## TASK STATEMENT
The data must be given again in full, with no line altered.

## DATASET EXTRACT
================

//! Backend seams: what the pipeline calls once every middleware has let a request through.
//!
//! The pipeline only knows [`ChatBackend`]. Most backends are a [`Provider`] (turns a
//! [`ChatRequest`] into a JSON payload and parses the reply) joined with a
//! [`Transport`] (moves JSON over the wire); [`ProviderBackend`] glues the two. Tests
//! and custom integrations can implement `ChatBackend` directly.

use crate::tools::ToolSpec;
use crate::types::{Message, ModelResponse, StreamChunk};
use crate::{Error, Result};
use async_trait::async_trait;
use futures::stream::{Stream, StreamExt};
use serde_json::Value;
use std::pin::Pin;
use std::sync::Arc;

/// Stream of raw JSON chunks as delivered by a transport.
pub type RawStream = Pin<Box<dyn Stream<Item = Result<Value>> + Send>>;

/// Stream of text deltas handed to callers of `Pipeline::stream`.
pub type TextStream = Pin<Box<dyn Stream<Item = Result<String>> + Send>>;

/// Everything a backend needs to serve one call.
#[derive(Debug, Clone, Copy)]
pub struct ChatRequest<'a> {
    /// Backend identifier, usually a model name.
    pub target: &'a str,
    pub messages: &'a [Message],
    pub tools: &'a [ToolSpec],
    /// JSON Schema the reply must conform to, when structured output is requested.
    pub response_schema: Option<&'a Value>,
    /// Ask the provider to enforce `response_schema` strictly, where supported.
    pub strict: bool,
}

impl<'a> ChatRequest<'a> {
    pub fn new(target: &'a str, messages: &'a [Message]) -> Self {
        Self {
            target,
            messages,
            tools: &[],
            response_schema: None,
            strict: false,
        }
    }

    pub fn with_tools(mut self, tools: &'a [ToolSpec]) -> Self {
        self.tools = tools;
        self
    }

    pub fn with_response_schema(mut self, schema: &'a Value, strict: bool) -> Self {
        self.response_schema = Some(schema);
        self.strict = strict;
        self
    }
}

/// The call the pipeline makes after the pre-hooks.
#[async_trait]
pub trait ChatBackend: Send + Sync {
    /// Executes one non-streaming call.
    async fn complete(&self, request: &ChatRequest<'_>) -> Result<ModelResponse>;

    /// Executes one streaming call, yielding text deltas.
    async fn stream(&self, request: &ChatRequest<'_>) -> Result<TextStream> {
        Err(Error::config(format!(
            "streaming is not supported for {}",
            request.target
        )))
    }
}

/// An endpoint plus the JSON body to post to it.
#[derive(Debug, Clone, PartialEq)]
pub struct PreparedRequest {
    pub endpoint: String,
    pub payload: Value,
}

/// Per-provider request/response translation.
pub trait Provider: Send + Sync {
    /// Builds the request for `request`, marking it as streaming when `stream` is set.
    fn prepare_request(&self, request: &ChatRequest<'_>, stream: bool) -> Result<PreparedRequest>;

    /// Parses a complete non-streaming reply.
    fn parse_response(&self, raw: Value) -> Result<ModelResponse>;

    /// Parses one streamed chunk; `None` for chunks that carry no text.
    fn parse_stream_chunk(&self, raw: &Value) -> Result<Option<StreamChunk>>;
}

/// Wire transport for prepared requests.
#[async_trait]
pub trait Transport: Send + Sync {
    async fn send(&self, endpoint: &str, payload: &Value) -> Result<Value>;

    async fn send_streaming(&self, endpoint: &str, payload: &Value) -> Result<RawStream>;
}

/// A [`ChatBackend`] made of a provider and a transport.
pub struct ProviderBackend<P, T> {
    provider: Arc<P>,
    transport: Arc<T>,
}

impl<P, T> ProviderBackend<P, T>
where
    P: Provider + 'static,
    T: Transport + 'static,
{
    pub fn new(provider: P, transport: T) -> Self {
        Self {
            provider: Arc::new(provider),
            transport: Arc::new(transport),
        }
    }

    pub fn provider(&self) -> &P {
        &self.provider
    }

    pub fn transport(&self) -> &T {
        &self.transport
    }
}

#[async_trait]
impl<P, T> ChatBackend for ProviderBackend<P, T>
where
    P: Provider + 'static,
    T: Transport + 'static,
{
    async fn complete(&self, request: &ChatRequest<'_>) -> Result<ModelResponse> {
        let prepared = self.provider.prepare_request(request, false)?;
        log::debug!("sending {} request to {}", request.target, prepared.endpoint);
        let raw = self
            .transport
            .send(&prepared.endpoint, &prepared.payload)
            .await?;
        self.provider.parse_response(raw)
    }

    async fn stream(&self, request: &ChatRequest<'_>) -> Result<TextStream> {
        let prepared = self.provider.prepare_request(request, true)?;
        let raw = self
            .transport
            .send_streaming(&prepared.endpoint, &prepared.payload)
            .await?;

        let provider = self.provider.clone();
        let text = raw.filter_map(move |chunk| {
            let parsed = chunk.and_then(|value| provider.parse_stream_chunk(&value));
            let item = match parsed {
                Ok(Some(chunk)) => Some(Ok(chunk.text)),
                Ok(None) => None,
                Err(e) => Some(Err(e)),
            };
            futures::future::ready(item)
        });
        Ok(Box::pin(text))
    }
}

================

## ANSWER TO THIS EXERCISE
//! Backend seams: what the pipeline calls once every middleware has let a request through.
//!
//! The pipeline only knows [`ChatBackend`]. Most backends are a [`Provider`] (turns a
//! [`ChatRequest`] into a JSON payload and parses the reply) joined with a
//! [`Transport`] (moves JSON over the wire); [`ProviderBackend`] glues the two. Tests
//! and custom integrations can implement `ChatBackend` directly.

use crate::tools::ToolSpec;
use crate::types::{Message, ModelResponse, StreamChunk};
use crate::{Error, Result};
use async_trait::async_trait;
use futures::stream::{Stream, StreamExt};
use serde_json::Value;
use std::pin::Pin;
use std::sync::Arc;

/// Stream of raw JSON chunks as delivered by a transport.
pub type RawStream = Pin<Box<dyn Stream<Item = Result<Value>> + Send>>;

/// Stream of text deltas handed to callers of `Pipeline::stream`.
pub type TextStream = Pin<Box<dyn Stream<Item = Result<String>> + Send>>;

/// Everything a backend needs to serve one call.
#[derive(Debug, Clone, Copy)]
pub struct ChatRequest<'a> {
    /// Backend identifier, usually a model name.
    pub target: &'a str,
    pub messages: &'a [Message],
    pub tools: &'a [ToolSpec],
    /// JSON Schema the reply must conform to, when structured output is requested.
    pub response_schema: Option<&'a Value>,
    /// Ask the provider to enforce `response_schema` strictly, where supported.
    pub strict: bool,
}

impl<'a> ChatRequest<'a> {
    pub fn new(target: &'a str, messages: &'a [Message]) -> Self {
        Self {
            target,
            messages,
            tools: &[],
            response_schema: None,
            strict: false,
        }
    }

    pub fn with_tools(mut self, tools: &'a [ToolSpec]) -> Self {
        self.tools = tools;
        self
    }

    pub fn with_response_schema(mut self, schema: &'a Value, strict: bool) -> Self {
        self.response_schema = Some(schema);
        self.strict = strict;
        self
    }
}

/// The call the pipeline makes after the pre-hooks.
#[async_trait]
pub trait ChatBackend: Send + Sync {
    /// Executes one non-streaming call.
    async fn complete(&self, request: &ChatRequest<'_>) -> Result<ModelResponse>;

    /// Executes one streaming call, yielding text deltas.
    async fn stream(&self, request: &ChatRequest<'_>) -> Result<TextStream> {
        Err(Error::config(format!(
            "streaming is not supported for {}",
            request.target
        )))
    }
}

/// An endpoint plus the JSON body to post to it.
#[derive(Debug, Clone, PartialEq)]
pub struct PreparedRequest {
    pub endpoint: String,
    pub payload: Value,
}

/// Per-provider request/response translation.
pub trait Provider: Send + Sync {
    /// Builds the request for `request`, marking it as streaming when `stream` is set.
    fn prepare_request(&self, request: &ChatRequest<'_>, stream: bool) -> Result<PreparedRequest>;

    /// Parses a complete non-streaming reply.
    fn parse_response(&self, raw: Value) -> Result<ModelResponse>;

    /// Parses one streamed chunk; `None` for chunks that carry no text.
    fn parse_stream_chunk(&self, raw: &Value) -> Result<Option<StreamChunk>>;
}

/// Wire transport for prepared requests.
#[async_trait]
pub trait Transport: Send + Sync {
    async fn send(&self, endpoint: &str, payload: &Value) -> Result<Value>;

    async fn send_streaming(&self, endpoint: &str, payload: &Value) -> Result<RawStream>;
}

/// A [`ChatBackend`] made of a provider and a transport.
pub struct ProviderBackend<P, T> {
    provider: Arc<P>,
    transport: Arc<T>,
}

impl<P, T> ProviderBackend<P, T>
where
    P: Provider + 'static,
    T: Transport + 'static,
{
    pub fn new(provider: P, transport: T) -> Self {
        Self {
            provider: Arc::new(provider),
            transport: Arc::new(transport),
        }
    }

    pub fn provider(&self) -> &P {
        &self.provider
    }

    pub fn transport(&self) -> &T {
        &self.transport
    }
}

#[async_trait]
impl<P, T> ChatBackend for ProviderBackend<P, T>
where
    P: Provider + 'static,
    T: Transport + 'static,
{
    async fn complete(&self, request: &ChatRequest<'_>) -> Result<ModelResponse> {
        let prepared = self.provider.prepare_request(request, false)?;
        log::debug!("sending {} request to {}", request.target, prepared.endpoint);
        let raw = self
            .transport
            .send(&prepared.endpoint, &prepared.payload)
            .await?;
        self.provider.parse_response(raw)
    }

    async fn stream(&self, request: &ChatRequest<'_>) -> Result<TextStream> {
        let prepared = self.provider.prepare_request(request, true)?;
        let raw = self
            .transport
            .send_streaming(&prepared.endpoint, &prepared.payload)
            .await?;

        let provider = self.provider.clone();
        let text = raw.filter_map(move |chunk| {
            let parsed = chunk.and_then(|value| provider.parse_stream_chunk(&value));
            let item = match parsed {
                Ok(Some(chunk)) => Some(Ok(chunk.text)),
                Ok(None) => None,
                Err(e) => Some(Err(e)),
            };
            futures::future::ready(item)
        });
        Ok(Box::pin(text))
    }
}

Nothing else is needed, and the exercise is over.